◆ WHAT NEEDS TO BE DONE ◆
Among the lines below, copy each one in which "filename" appears.

Dataset items

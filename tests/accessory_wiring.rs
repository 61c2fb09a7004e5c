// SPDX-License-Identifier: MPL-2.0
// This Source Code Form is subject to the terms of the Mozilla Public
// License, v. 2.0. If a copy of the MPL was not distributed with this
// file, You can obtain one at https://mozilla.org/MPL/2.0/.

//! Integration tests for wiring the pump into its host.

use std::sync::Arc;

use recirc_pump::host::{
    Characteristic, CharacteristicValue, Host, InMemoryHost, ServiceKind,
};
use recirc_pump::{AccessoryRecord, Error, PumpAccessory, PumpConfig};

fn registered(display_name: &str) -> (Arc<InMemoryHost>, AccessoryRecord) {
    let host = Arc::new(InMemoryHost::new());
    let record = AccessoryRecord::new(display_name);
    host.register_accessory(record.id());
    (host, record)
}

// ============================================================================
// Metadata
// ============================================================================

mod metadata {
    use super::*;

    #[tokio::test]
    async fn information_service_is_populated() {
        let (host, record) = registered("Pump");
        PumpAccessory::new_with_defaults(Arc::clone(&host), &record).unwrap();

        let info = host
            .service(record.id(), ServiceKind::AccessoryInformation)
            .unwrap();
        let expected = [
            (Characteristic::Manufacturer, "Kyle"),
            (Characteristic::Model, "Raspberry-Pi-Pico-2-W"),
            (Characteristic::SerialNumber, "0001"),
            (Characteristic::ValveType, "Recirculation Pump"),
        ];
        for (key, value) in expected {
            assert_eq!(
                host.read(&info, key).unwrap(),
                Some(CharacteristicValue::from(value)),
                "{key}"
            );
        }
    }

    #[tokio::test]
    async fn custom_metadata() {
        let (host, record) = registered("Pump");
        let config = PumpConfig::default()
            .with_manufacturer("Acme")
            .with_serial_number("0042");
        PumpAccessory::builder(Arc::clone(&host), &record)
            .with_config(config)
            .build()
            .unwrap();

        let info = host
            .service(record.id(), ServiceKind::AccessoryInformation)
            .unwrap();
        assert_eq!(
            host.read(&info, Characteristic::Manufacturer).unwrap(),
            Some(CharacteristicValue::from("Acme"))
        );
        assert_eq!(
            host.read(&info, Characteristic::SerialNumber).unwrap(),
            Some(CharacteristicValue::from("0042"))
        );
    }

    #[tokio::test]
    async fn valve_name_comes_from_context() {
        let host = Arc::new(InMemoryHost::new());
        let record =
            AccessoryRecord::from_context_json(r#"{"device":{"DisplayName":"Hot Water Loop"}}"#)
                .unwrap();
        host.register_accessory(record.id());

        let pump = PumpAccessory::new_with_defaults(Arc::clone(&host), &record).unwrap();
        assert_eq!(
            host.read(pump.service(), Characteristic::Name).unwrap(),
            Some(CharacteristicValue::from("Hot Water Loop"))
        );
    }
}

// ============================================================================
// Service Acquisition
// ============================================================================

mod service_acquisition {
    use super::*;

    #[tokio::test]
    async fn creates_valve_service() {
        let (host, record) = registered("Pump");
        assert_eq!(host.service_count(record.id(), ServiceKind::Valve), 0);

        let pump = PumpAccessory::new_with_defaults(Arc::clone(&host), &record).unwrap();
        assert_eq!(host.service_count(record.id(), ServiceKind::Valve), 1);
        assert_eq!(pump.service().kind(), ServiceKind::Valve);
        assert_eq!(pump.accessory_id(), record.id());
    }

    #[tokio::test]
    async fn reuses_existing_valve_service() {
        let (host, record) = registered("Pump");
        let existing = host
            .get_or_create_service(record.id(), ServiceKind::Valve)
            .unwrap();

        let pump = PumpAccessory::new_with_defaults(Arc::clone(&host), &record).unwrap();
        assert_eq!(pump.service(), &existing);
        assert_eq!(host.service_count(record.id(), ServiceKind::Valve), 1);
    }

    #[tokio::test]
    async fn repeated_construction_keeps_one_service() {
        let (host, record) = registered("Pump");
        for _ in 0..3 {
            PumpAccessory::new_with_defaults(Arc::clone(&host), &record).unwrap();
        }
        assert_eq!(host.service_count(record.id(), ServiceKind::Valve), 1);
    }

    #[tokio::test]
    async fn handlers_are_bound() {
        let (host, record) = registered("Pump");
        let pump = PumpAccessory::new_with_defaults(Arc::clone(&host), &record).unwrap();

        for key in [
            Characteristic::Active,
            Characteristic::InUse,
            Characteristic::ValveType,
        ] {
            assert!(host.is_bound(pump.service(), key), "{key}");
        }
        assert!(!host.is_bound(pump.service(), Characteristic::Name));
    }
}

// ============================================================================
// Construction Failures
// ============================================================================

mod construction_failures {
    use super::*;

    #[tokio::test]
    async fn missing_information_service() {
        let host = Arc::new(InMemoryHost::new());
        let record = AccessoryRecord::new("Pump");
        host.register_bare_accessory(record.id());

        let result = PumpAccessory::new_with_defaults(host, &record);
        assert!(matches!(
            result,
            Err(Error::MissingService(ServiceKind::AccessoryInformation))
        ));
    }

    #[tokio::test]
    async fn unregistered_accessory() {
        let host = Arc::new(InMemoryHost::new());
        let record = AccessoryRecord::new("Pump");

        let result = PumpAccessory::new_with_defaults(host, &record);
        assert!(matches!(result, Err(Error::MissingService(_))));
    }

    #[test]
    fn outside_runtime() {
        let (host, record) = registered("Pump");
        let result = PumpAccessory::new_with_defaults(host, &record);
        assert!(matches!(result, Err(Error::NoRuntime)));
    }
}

==

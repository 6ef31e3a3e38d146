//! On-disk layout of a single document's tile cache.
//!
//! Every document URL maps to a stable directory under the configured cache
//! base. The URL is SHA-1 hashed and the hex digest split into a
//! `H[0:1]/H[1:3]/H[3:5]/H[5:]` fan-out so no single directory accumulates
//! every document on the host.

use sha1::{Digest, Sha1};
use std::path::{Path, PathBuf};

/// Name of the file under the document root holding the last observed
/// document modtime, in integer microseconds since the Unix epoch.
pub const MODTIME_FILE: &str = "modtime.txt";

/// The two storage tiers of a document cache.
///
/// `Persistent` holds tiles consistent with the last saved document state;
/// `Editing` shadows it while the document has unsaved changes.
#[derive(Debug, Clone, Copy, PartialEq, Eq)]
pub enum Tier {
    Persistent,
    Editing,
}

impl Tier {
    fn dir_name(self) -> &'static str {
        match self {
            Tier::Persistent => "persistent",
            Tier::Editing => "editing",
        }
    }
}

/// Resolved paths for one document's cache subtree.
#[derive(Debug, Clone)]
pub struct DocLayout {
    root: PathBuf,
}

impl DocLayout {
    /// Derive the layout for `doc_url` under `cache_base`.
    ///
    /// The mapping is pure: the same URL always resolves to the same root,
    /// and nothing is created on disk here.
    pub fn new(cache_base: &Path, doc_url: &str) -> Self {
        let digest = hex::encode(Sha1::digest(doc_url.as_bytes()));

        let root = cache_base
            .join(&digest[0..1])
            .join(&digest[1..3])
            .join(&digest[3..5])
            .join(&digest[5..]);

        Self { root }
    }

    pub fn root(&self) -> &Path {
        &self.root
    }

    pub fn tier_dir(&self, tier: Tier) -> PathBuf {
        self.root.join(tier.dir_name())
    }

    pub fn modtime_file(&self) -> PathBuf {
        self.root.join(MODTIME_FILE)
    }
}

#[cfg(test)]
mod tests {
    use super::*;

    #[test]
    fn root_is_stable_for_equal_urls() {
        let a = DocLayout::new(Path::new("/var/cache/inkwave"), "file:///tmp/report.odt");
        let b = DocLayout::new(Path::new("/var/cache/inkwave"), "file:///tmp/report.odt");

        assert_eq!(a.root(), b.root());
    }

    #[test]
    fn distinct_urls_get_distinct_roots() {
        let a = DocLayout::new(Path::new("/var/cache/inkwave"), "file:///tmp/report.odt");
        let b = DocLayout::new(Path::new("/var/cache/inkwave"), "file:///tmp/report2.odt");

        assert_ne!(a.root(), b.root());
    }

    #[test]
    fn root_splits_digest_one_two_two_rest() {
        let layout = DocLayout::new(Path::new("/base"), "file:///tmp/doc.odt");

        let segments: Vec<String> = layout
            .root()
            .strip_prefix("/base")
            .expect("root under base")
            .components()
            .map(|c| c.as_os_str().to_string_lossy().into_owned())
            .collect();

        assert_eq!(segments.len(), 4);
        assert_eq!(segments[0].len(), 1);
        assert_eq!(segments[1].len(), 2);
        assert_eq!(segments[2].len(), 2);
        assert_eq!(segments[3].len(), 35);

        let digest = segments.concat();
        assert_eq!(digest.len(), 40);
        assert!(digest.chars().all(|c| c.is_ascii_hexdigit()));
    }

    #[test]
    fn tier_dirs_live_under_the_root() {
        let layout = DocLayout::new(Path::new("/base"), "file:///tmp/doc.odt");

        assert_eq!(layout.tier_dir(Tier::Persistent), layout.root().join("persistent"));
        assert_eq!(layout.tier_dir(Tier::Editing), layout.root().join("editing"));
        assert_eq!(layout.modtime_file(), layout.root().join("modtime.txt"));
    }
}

--

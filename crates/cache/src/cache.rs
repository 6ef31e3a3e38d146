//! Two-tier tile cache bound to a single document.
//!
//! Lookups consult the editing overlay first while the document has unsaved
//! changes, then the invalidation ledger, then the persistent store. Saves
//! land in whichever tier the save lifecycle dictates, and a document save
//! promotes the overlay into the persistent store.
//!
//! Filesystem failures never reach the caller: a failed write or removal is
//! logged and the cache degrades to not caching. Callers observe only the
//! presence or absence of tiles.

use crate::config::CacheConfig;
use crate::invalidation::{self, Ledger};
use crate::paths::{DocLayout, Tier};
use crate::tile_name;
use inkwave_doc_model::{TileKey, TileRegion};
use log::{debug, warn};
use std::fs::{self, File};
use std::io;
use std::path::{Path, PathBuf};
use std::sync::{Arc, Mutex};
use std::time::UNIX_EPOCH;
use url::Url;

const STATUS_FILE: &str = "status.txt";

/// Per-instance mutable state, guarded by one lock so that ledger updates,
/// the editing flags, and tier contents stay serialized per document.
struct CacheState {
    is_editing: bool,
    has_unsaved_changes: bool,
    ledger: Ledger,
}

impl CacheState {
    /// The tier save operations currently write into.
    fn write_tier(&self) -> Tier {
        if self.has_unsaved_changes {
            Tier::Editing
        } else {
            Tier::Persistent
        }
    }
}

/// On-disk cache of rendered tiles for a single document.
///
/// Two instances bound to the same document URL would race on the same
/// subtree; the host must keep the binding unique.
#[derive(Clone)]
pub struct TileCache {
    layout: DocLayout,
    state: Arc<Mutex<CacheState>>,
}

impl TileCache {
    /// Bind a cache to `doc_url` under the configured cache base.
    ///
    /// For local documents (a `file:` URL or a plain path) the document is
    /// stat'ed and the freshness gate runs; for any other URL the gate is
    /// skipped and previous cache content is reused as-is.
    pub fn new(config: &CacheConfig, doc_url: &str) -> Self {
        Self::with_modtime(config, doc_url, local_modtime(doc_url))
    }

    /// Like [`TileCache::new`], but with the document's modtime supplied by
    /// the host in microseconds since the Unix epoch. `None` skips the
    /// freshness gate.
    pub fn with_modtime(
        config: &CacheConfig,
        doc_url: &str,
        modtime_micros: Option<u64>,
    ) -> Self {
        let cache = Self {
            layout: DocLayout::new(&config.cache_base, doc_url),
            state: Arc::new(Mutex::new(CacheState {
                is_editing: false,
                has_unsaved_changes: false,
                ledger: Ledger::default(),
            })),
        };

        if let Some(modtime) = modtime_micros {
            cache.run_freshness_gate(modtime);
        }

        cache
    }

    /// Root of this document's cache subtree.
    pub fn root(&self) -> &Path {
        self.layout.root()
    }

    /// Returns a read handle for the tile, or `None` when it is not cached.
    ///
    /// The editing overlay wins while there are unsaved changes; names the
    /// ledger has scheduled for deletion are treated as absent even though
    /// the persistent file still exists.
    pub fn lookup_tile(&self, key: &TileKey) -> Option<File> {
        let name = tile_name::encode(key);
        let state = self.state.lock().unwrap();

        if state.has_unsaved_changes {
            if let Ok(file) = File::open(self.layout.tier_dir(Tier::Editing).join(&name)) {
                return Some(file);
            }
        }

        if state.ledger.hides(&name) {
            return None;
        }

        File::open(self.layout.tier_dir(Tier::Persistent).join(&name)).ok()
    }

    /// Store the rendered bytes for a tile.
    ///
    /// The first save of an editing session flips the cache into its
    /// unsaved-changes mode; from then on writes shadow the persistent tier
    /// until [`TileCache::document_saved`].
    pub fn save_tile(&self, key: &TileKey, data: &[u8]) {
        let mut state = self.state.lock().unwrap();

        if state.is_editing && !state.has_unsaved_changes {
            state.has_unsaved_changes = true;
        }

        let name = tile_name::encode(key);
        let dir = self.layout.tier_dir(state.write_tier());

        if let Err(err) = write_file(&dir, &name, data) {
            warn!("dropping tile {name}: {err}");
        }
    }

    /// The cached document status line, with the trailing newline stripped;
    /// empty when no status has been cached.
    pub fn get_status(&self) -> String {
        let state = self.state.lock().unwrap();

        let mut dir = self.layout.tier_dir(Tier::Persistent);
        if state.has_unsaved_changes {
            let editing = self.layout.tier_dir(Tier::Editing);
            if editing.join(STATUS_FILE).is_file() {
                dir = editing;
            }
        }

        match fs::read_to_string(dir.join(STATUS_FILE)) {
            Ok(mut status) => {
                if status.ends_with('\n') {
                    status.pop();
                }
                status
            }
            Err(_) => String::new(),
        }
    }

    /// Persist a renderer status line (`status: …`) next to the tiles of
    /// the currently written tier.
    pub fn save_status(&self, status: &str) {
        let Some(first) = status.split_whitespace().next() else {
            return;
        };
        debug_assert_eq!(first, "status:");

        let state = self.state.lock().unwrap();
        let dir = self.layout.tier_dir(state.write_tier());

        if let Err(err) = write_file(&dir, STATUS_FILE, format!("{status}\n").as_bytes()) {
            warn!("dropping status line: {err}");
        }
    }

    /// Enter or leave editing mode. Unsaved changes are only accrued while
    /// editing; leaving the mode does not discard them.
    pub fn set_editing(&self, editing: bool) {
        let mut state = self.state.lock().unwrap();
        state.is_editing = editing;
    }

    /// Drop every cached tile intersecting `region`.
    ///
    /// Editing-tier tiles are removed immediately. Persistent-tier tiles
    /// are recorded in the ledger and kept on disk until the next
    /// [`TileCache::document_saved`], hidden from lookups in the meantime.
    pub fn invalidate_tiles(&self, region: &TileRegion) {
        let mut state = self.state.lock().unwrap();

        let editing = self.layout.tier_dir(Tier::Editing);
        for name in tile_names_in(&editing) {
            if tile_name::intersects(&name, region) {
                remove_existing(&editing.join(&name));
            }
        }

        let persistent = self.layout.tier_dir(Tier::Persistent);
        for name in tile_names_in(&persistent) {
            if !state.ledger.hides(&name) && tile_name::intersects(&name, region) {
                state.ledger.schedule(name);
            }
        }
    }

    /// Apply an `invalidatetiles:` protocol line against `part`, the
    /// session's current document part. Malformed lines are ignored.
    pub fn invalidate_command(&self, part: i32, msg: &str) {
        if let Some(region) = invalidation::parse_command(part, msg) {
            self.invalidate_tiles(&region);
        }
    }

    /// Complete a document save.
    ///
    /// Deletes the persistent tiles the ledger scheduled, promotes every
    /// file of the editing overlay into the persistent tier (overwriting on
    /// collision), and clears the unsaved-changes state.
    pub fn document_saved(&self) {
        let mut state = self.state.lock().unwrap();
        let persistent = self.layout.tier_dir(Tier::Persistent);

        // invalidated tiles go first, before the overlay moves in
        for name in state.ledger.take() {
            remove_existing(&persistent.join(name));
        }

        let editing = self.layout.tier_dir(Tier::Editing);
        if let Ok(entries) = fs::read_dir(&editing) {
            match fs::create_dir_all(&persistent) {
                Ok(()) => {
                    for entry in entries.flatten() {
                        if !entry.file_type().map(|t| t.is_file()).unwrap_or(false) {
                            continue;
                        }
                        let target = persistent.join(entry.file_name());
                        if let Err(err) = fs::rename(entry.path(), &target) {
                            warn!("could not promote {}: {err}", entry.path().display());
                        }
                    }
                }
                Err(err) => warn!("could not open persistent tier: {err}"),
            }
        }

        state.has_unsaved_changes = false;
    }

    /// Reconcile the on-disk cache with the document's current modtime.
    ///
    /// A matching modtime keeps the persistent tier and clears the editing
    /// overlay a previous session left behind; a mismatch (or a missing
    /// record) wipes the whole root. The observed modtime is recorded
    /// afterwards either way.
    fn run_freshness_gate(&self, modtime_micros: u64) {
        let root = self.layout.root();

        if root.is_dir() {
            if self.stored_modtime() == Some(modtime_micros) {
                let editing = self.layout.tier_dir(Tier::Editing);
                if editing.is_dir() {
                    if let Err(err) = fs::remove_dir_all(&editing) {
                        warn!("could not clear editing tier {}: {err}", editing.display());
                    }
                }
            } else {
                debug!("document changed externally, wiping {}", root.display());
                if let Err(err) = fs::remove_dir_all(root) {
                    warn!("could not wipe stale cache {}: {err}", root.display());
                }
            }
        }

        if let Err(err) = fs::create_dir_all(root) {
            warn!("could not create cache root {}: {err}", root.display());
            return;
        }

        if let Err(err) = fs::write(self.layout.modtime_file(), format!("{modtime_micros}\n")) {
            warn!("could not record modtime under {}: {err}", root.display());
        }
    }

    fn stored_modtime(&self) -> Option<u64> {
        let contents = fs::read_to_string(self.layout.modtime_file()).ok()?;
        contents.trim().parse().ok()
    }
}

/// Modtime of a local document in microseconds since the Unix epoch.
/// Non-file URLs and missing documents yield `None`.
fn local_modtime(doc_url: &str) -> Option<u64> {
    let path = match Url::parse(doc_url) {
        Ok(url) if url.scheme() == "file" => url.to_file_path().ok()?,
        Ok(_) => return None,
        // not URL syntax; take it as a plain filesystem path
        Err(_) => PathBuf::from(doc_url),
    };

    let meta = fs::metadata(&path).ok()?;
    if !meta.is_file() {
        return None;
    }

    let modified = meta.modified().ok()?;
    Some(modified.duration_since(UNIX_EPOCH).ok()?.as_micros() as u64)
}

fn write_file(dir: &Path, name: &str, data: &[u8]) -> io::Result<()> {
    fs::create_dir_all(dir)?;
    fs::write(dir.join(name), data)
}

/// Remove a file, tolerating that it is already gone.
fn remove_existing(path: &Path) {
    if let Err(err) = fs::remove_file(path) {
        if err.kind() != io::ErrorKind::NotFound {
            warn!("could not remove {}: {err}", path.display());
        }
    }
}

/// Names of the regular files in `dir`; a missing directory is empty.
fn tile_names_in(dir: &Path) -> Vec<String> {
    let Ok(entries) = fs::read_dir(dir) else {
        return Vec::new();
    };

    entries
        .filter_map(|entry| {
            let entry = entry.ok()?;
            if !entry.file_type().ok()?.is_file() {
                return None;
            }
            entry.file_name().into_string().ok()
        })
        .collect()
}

◆ FINAL ANSWER ◆
filename tests/accessory_wiring.rs
filename crates/cache/src/cache.rs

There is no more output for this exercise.